[Source data]
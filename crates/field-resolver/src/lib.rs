// Copyright Exograph, Inc. All rights reserved.
//
// Use of this software is governed by the Business Source License
// included in the LICENSE file at the root of this repository.
//
// As of the Change Date specified in that file, in accordance with
// the Business Source License, use of this software will be governed
// by the Apache License, Version 2.0.

//! Convention-driven resolution of a single GraphQL field.
//!
//! [`FieldResolver::resolve_field`] takes a source value of unknown shape (a domain object,
//! possibly a lazy proxy, a mapping, or nothing) and works out which strategy produces the field's
//! value, without the schema declaring it up front. Unknown fields resolve to null.

pub mod arguments;
pub mod canonical;
pub mod classifier;
pub mod companion;
pub mod config;
pub mod context;
pub mod error;
pub mod loader;
pub mod registry;
pub mod strategy;
pub mod value;

mod accessor;
mod field_resolver;
mod lazy;

pub use arguments::{ArgumentMap, ArgumentValue, EntityReference};
pub use canonical::{CanonicalTypeName, Identity, StripProxyPrefix};
pub use companion::{CompanionCall, CompanionResolver};
pub use config::{ConfigError, ConventionConfig};
pub use context::{ExecutionContext, FieldDescriptor, PathSegment};
pub use error::{MethodError, ResolveError};
pub use field_resolver::FieldResolver;
pub use loader::{EntityLoadError, EntityLoader};
pub use registry::{CompanionType, ObjectType, TypeRegistry, Visibility};
pub use value::{Deferred, DomainObject, EntityProxy, FieldValue, ObjectRef};
//! Block by block image transfer, end of image and reboot

use data_encoding::HEXUPPER;
use log::{debug, info, warn};
use suota_proto::{mem_dev, patch_length};
use tokio::time::Instant;

use crate::config::{Config, PatchLengthPolicy};
use crate::error::{Step, SuotaError};
use crate::gatt::Gatt;
use crate::image::Image;
use crate::params::TransferParameters;
use crate::report::{Milestone, Progress, Report};
use crate::segment::{Block, chunks};
use crate::session::Session;
use crate::transport::{LinkState, Transport};

/// Counts unacknowledged writes in flight. It never gates a write; an
/// unbalanced decrement is only logged and counted.
#[derive(Debug, Default)]
pub struct WriteCompletionCounter {
    in_flight: i64,
    faults: u32,
}

impl WriteCompletionCounter {
    pub fn begin(&mut self) {
        self.in_flight += 1;
    }

    pub fn complete(&mut self) {
        if self.in_flight <= 0 {
            warn!("write completion without a pending write (counter {})", self.in_flight);
            self.faults += 1;
        }
        self.in_flight -= 1;
    }

    pub fn in_flight(&self) -> i64 {
        self.in_flight
    }

    pub fn faults(&self) -> u32 {
        self.faults
    }
}

pub struct TransferDriver<'c> {
    config: &'c Config,
    params: TransferParameters,
    counter: WriteCompletionCounter,
    announced: Option<usize>,
}

impl<'c> TransferDriver<'c> {
    pub fn new(config: &'c Config, params: TransferParameters) -> Self {
        Self {
            config,
            params,
            counter: WriteCompletionCounter::default(),
            announced: None,
        }
    }

    pub fn counter(&self) -> &WriteCompletionCounter {
        &self.counter
    }

    /// Send every block and wait for each one to be confirmed. Returns the
    /// number of blocks sent.
    pub async fn send_image<T: Transport>(
        &mut self,
        gatt: &mut Gatt<'_, T>,
        session: &mut Session,
        image: &Image,
        report: &mut impl Report,
    ) -> Result<usize, SuotaError> {
        session.reset_cursor();
        let started = Instant::now();

        let mut sent = 0;
        let mut block = Block::first(image.len(), self.params.block_size);
        loop {
            session.cursor.block = block;
            self.send_block(gatt, session, image, block).await?;
            sent += 1;
            session.elapsed = started.elapsed();

            report.report(Milestone::Progress(Progress::after(&block, image.len())));

            if block.is_last(image.len()) {
                break;
            }
            if !self.config.block_settle.is_zero() {
                tokio::time::sleep(self.config.block_settle).await;
            }
            block = block.next(image.len(), self.params.block_size);
        }

        if self.counter.faults() > 0 {
            warn!("{} write completion faults during transfer", self.counter.faults());
        }
        Ok(sent)
    }

    async fn send_block<T: Transport>(
        &mut self,
        gatt: &mut Gatt<'_, T>,
        session: &mut Session,
        image: &Image,
        block: Block,
    ) -> Result<(), SuotaError> {
        if !gatt.is_connected() {
            return Err(SuotaError::DisconnectedDuringTransfer { offset: block.offset });
        }

        self.announce(gatt, session, block).await?;

        for chunk in chunks(block.length, self.params.chunk_size) {
            session.cursor.chunk = chunk;
            let offset = session.cursor.image_offset();
            let data = image.slice(offset, chunk.length);
            debug!("chunk @{offset}: {}", HEXUPPER.encode(data));

            self.counter.begin();
            let written = gatt.write(session.handles.patch_data, data).await;
            self.counter.complete();
            written.map_err(|source| SuotaError::ChunkWrite { offset, source })?;
        }

        gatt.expect_completed(Step::Block { offset: block.offset }).await?;
        debug!("block @{} ({} bytes) confirmed", block.offset, block.length);
        Ok(())
    }

    /// Write the block length to SUOTA_PATCH_LEN, subject to the policy
    async fn announce<T: Transport>(
        &mut self,
        gatt: &mut Gatt<'_, T>,
        session: &Session,
        block: Block,
    ) -> Result<(), SuotaError> {
        if self.config.patch_length_policy == PatchLengthPolicy::OnChange && self.announced == Some(block.length) {
            return Ok(());
        }

        // derive() keeps block_size within u16
        let length = u16::try_from(block.length).unwrap_or(u16::MAX);
        gatt.write_acked(session.handles.patch_len, &patch_length(length))
            .await
            .map_err(|failure| SuotaError::PatchLengthWrite {
                offset: block.offset,
                failure,
            })?;
        self.announced = Some(block.length);
        debug!("patch length {length} for block @{}", block.offset);

        if !self.config.patch_length_settle.is_zero() {
            tokio::time::sleep(self.config.patch_length_settle).await;
        }
        Ok(())
    }

    /// Check statuses still queued, then send the end of image command and
    /// wait for the device to accept the image
    pub async fn finish<T: Transport>(
        &mut self,
        gatt: &mut Gatt<'_, T>,
        session: &Session,
        report: &mut impl Report,
    ) -> Result<(), SuotaError> {
        for queued in gatt.queues().drain_notifications() {
            let status = suota_proto::DeviceStatus::from_code(queued.value.first().copied().unwrap_or(0));
            if !status.is_success() {
                return Err(SuotaError::from_status(Step::QueuedStatus, status));
            }
            report.report(Milestone::QueuedStatus(status));
        }

        gatt.write(session.handles.mem_dev, &mem_dev::END).await?;
        let status = gatt.expect_completed(Step::End).await?;
        report.report(Milestone::UpdateConfirmed(status));
        report.report(Milestone::ImageSent { elapsed: session.elapsed });
        Ok(())
    }

    /// Send the reboot command and wait for the link to go down
    pub async fn reboot<T: Transport>(
        &mut self,
        gatt: &mut Gatt<'_, T>,
        session: &Session,
        report: &mut impl Report,
    ) -> Result<(), SuotaError> {
        report.report(Milestone::Rebooting);
        gatt.write(session.handles.mem_dev, &mem_dev::REBOOT).await?;
        gatt.disconnect_all().await;

        let timeout = self.config.reboot_timeout;
        match gatt.queues().wait_link(timeout, |state| !state.is_connected()).await {
            Some(LinkState::Disconnected) => {
                info!("{} disconnected after reboot", session.address);
                Ok(())
            }
            _ => Err(SuotaError::RebootTimeout { timeout }),
        }
    }
}
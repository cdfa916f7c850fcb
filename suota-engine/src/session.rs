//! Connection scoped state

use std::time::Duration;

use suota_proto::ble;
use uuid::Uuid;

use crate::segment::TransferCursor;
use crate::transport::{Handle, ServiceTable};

/// Handles of the SUOTA characteristics on the connected device
#[derive(Debug, Clone, Copy, PartialEq, Eq)]
pub struct SuotaHandles {
    pub mem_dev: Handle,
    pub gpio_map: Handle,
    pub mem_info: Handle,
    pub patch_len: Handle,
    pub patch_data: Handle,
    pub serv_status: Handle,
    pub version: Handle,
    pub pd_char_size: Handle,
    pub mtu: Handle,
    /// Device Information firmware revision, optional
    pub firmware_revision: Option<Handle>,
}

impl SuotaHandles {
    /// Pick the SUOTA handles out of a browse result. Errors name what is
    /// missing.
    pub fn from_table(table: &ServiceTable) -> Result<Self, String> {
        if !table.has_service(Uuid::from_u128(ble::SERVICE_UUID)) {
            return Err(format!("service 0x{:04x} not found", ble::SERVICE_UUID16));
        }

        let missing: Vec<&str> = ble::SUOTA_CHARACTERISTICS
            .iter()
            .filter(|(_, uuid)| table.handle_of(Uuid::from_u128(*uuid)).is_none())
            .map(|(name, _)| *name)
            .collect();
        if !missing.is_empty() {
            return Err(format!("missing characteristics {}", missing.join(", ")));
        }

        let handle = |uuid: u128| table.handle_of(Uuid::from_u128(uuid)).unwrap_or(Handle(0));
        Ok(Self {
            mem_dev: handle(ble::MEM_DEV_UUID),
            gpio_map: handle(ble::GPIO_MAP_UUID),
            mem_info: handle(ble::MEM_INFO_UUID),
            patch_len: handle(ble::PATCH_LEN_UUID),
            patch_data: handle(ble::PATCH_DATA_UUID),
            serv_status: handle(ble::SERV_STATUS_UUID),
            version: handle(ble::VERSION_UUID),
            pd_char_size: handle(ble::PD_CHAR_SIZE_UUID),
            mtu: handle(ble::MTU_UUID),
            firmware_revision: table.handle_of(Uuid::from_u128(ble::DIS_FIRMWARE_REVISION_UUID)),
        })
    }
}

/// One connection to one device; dropped on disconnect or success
#[derive(Debug, Clone)]
pub struct Session {
    pub address: String,
    pub handles: SuotaHandles,
    pub cursor: TransferCursor,
    /// Time spent writing blocks
    pub elapsed: Duration,
}

impl Session {
    pub fn new(address: String, handles: SuotaHandles) -> Self {
        Self {
            address,
            handles,
            cursor: TransferCursor::default(),
            elapsed: Duration::ZERO,
        }
    }

    pub fn reset_cursor(&mut self) {
        self.cursor = TransferCursor::default();
        self.elapsed = Duration::ZERO;
    }
}
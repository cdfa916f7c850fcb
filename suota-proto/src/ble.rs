//! BLE GATT service layout of a SUOTA capable device
//!
//! UUIDs are given as `u128` so this crate stays free of dependencies; callers
//! turn them into `uuid::Uuid` with `Uuid::from_u128`.

/// 16-bit UUID of the SUOTA service
pub const SERVICE_UUID16: u16 = 0xFEF5;

/// Device Information Service: Firmware Revision String characteristic
pub const DIS_FIRMWARE_REVISION_UUID16: u16 = 0x2A26;

/// Bluetooth SIG company identifier of Smart Sensor Devices, carried in the
/// manufacturer data of a dongle in SUOTA mode
pub const COMPANY_ID: u16 = 0x075B;

const BASE_UUID: u128 = 0x00000000_0000_1000_8000_00805F9B34FB;

/// Expand a 16-bit SIG UUID onto the Bluetooth base UUID
pub const fn uuid16(short: u16) -> u128 {
    BASE_UUID | ((short as u128) << 96)
}

/// The 16-bit form of `uuid`, if it sits on the Bluetooth base UUID
pub const fn short_uuid(uuid: u128) -> Option<u16> {
    let short = (uuid >> 96) as u16;
    if uuid16(short) == uuid { Some(short) } else { None }
}

pub const SERVICE_UUID: u128 = uuid16(SERVICE_UUID16);
pub const DIS_FIRMWARE_REVISION_UUID: u128 = uuid16(DIS_FIRMWARE_REVISION_UUID16);

/// Memory device: start, end and reboot commands (write)
pub const MEM_DEV_UUID: u128 = 0x8082caa8_41a6_4021_91c6_56f9b954cc34;

/// GPIO map of the external memory (write)
pub const GPIO_MAP_UUID: u128 = 0x724249f0_5ec3_4b5f_8804_42345af08651;

/// Memory info (read)
pub const MEM_INFO_UUID: u128 = 0x6c53db25_47a1_45fe_a022_7c92fb334fd4;

/// Length of the next block, 2 bytes little endian (write with response)
pub const PATCH_LEN_UUID: u128 = 0x9d84b9a3_000c_49d8_9183_855b673fda31;

/// Chunk data (write without response)
pub const PATCH_DATA_UUID: u128 = 0x457871e8_d516_4ca1_9116_57d0b17b9cb2;

/// Status codes (notify)
pub const SERV_STATUS_UUID: u128 = 0x5f78df94_798c_46f5_990a_b3eb6a065c88;

/// SUOTA protocol version (read)
pub const VERSION_UUID: u128 = 0x64b4e8b5_0de5_401b_a21d_acc8db3b913a;

/// Largest patch data write the device accepts (read)
pub const PD_CHAR_SIZE_UUID: u128 = 0x42c3dfdd_77be_4d9c_8454_8f875267fb3b;

/// MTU negotiated by the device (read)
pub const MTU_UUID: u128 = 0xb7de1eea_823d_43bb_a3af_c4903dfce23c;

/// The nine characteristics every SUOTA service exposes
pub const SUOTA_CHARACTERISTICS: [(&str, u128); 9] = [
    ("SUOTA_MEM_DEV", MEM_DEV_UUID),
    ("SUOTA_GPIO_MAP", GPIO_MAP_UUID),
    ("SUOTA_MEM_INFO", MEM_INFO_UUID),
    ("SUOTA_PATCH_LEN", PATCH_LEN_UUID),
    ("SUOTA_PATCH_DATA", PATCH_DATA_UUID),
    ("SUOTA_SERV_STATUS", SERV_STATUS_UUID),
    ("SUOTA_VERSION", VERSION_UUID),
    ("SUOTA_PD_CHAR_SIZE", PD_CHAR_SIZE_UUID),
    ("SUOTA_MTU", MTU_UUID),
];
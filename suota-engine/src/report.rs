//! User facing milestones of an update

use std::time::Duration;

use suota_proto::{DeviceStatus, SuotaVersion};

use crate::params::TransferParameters;
use crate::segment::Block;

#[derive(Debug, Clone, Copy, PartialEq)]
pub enum Progress {
    Uploading(f64),
    Complete,
}

impl Progress {
    /// Progress once `block` has been confirmed
    pub fn after(block: &Block, total: usize) -> Self {
        if block.end() >= total {
            Progress::Complete
        } else {
            Progress::Uploading((block.end() * 100) as f64 / total as f64)
        }
    }
}

#[derive(Debug, Clone, PartialEq)]
pub enum Milestone {
    Scanning,
    DeviceFound { address: String },
    Connecting { address: String },
    Connected { address: String },
    FirmwareVersion(String),
    FirmwareVersionUnavailable,
    SuotaVersion(SuotaVersion),
    Parameters(TransferParameters),
    UpdateStarted(DeviceStatus),
    Progress(Progress),
    /// A status that was still queued once the last block went out
    QueuedStatus(DeviceStatus),
    UpdateConfirmed(DeviceStatus),
    ImageSent { elapsed: Duration },
    Rebooting,
    Updated { address: String },
}

/// Receives milestones as the update goes
pub trait Report {
    fn report(&mut self, milestone: Milestone);
}

impl<F: FnMut(Milestone)> Report for F {
    fn report(&mut self, milestone: Milestone) {
        self(milestone)
    }
}
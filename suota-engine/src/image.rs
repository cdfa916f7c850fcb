//! Firmware image loading

use std::path::Path;

use suota_proto::{CHECKSUM_SIZE, MAX_IMAGE_SIZE, checksum};

use crate::SuotaError;

/// Firmware payload with its trailing checksum byte
#[derive(Debug, Clone, PartialEq, Eq)]
pub struct Image {
    bytes: Vec<u8>,
}

impl Image {
    pub fn load(path: impl AsRef<Path>) -> Result<Self, SuotaError> {
        let path = path.as_ref();
        let payload = std::fs::read(path).map_err(|source| SuotaError::Io {
            path: path.to_path_buf(),
            source,
        })?;
        Self::from_payload(payload)
    }

    pub fn from_payload(mut payload: Vec<u8>) -> Result<Self, SuotaError> {
        if payload.is_empty() {
            return Err(SuotaError::EmptyImage);
        }
        if payload.len() > MAX_IMAGE_SIZE {
            return Err(SuotaError::ImageTooLarge {
                size: payload.len(),
                max: MAX_IMAGE_SIZE,
            });
        }

        let sum = checksum(&payload);
        payload.push(sum);
        Ok(Self { bytes: payload })
    }

    /// Length on the wire, checksum included
    pub fn len(&self) -> usize {
        self.bytes.len()
    }

    pub fn is_empty(&self) -> bool {
        self.bytes.is_empty()
    }

    pub fn payload(&self) -> &[u8] {
        &self.bytes[..self.bytes.len() - CHECKSUM_SIZE]
    }

    pub fn checksum(&self) -> u8 {
        self.bytes[self.bytes.len() - CHECKSUM_SIZE]
    }

    pub fn as_bytes(&self) -> &[u8] {
        &self.bytes
    }

    /// `len` bytes starting at `offset`
    pub fn slice(&self, offset: usize, len: usize) -> &[u8] {
        &self.bytes[offset..offset + len]
    }
}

_What you have to do_. Print only the lines from the top of the data above down to the line holding "pub mod error;", inclusive.

_Written solution_.
filename crates/field-resolver/src/lib.rs
// Copyright Exograph, Inc. All rights reserved.
//
// Use of this software is governed by the Business Source License
// included in the LICENSE file at the root of this repository.
//
// As of the Change Date specified in that file, in accordance with
// the Business Source License, use of this software will be governed
// by the Apache License, Version 2.0.

//! Convention-driven resolution of a single GraphQL field.
//!
//! [`FieldResolver::resolve_field`] takes a source value of unknown shape (a domain object,
//! possibly a lazy proxy, a mapping, or nothing) and works out which strategy produces the field's
//! value, without the schema declaring it up front. Unknown fields resolve to null.

pub mod arguments;
pub mod canonical;
pub mod classifier;
pub mod companion;
pub mod config;
pub mod context;
pub mod error;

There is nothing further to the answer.